• **Provided material**

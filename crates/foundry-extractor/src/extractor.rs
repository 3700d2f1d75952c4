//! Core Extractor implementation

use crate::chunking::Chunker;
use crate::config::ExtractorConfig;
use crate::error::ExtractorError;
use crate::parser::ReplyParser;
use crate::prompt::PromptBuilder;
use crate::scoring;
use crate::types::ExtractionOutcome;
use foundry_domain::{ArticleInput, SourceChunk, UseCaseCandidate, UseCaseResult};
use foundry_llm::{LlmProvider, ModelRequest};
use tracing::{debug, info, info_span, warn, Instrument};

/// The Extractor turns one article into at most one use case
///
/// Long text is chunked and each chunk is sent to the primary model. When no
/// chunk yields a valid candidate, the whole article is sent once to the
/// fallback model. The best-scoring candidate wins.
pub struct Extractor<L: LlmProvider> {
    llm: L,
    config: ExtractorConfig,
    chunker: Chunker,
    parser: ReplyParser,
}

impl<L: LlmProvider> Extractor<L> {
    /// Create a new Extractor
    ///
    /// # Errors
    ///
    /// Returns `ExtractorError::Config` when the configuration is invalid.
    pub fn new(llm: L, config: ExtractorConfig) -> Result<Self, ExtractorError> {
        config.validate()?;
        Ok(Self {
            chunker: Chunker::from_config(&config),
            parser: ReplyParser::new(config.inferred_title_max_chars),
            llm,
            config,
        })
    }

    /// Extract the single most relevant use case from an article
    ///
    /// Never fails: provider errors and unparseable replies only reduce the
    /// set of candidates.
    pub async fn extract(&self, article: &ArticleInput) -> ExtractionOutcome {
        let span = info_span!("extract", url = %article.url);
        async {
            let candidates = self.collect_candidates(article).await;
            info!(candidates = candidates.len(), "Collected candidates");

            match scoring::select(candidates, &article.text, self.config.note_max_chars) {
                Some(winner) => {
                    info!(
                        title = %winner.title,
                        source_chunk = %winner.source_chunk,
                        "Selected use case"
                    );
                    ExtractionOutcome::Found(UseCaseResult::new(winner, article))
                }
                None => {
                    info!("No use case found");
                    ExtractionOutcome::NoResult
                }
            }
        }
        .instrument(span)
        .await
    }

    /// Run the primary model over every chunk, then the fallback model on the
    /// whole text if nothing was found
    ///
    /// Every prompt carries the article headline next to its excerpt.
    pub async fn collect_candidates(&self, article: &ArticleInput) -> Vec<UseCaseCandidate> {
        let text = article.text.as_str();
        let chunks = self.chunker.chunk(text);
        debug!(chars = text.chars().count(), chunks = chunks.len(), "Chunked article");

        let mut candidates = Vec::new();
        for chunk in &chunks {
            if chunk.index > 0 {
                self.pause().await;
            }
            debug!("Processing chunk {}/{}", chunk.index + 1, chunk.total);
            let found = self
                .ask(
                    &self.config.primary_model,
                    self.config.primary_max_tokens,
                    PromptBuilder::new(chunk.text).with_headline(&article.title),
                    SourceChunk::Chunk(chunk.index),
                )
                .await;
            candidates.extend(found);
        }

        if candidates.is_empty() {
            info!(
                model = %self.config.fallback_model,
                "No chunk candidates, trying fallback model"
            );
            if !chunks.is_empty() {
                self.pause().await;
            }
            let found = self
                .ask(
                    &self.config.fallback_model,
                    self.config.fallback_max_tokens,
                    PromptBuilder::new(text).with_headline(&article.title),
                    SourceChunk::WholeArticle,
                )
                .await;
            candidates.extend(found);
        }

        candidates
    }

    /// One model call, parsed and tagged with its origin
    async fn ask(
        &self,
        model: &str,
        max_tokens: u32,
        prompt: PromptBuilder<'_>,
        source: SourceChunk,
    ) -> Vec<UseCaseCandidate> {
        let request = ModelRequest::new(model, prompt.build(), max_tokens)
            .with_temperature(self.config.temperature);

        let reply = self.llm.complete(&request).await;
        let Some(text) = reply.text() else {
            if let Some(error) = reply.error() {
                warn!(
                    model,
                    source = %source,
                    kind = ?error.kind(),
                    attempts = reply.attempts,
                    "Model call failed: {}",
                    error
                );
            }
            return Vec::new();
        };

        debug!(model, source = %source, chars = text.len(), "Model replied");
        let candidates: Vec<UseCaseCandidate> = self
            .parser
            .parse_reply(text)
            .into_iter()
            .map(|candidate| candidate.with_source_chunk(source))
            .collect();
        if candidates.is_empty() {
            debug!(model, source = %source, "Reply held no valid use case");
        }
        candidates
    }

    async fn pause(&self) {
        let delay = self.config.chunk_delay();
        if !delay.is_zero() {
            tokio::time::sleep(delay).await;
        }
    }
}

• **What needs to be done**
Scan the listing above and report how many of its lines hold the word "UseCaseCandidate", giving the number only.

• **Solved problem**
4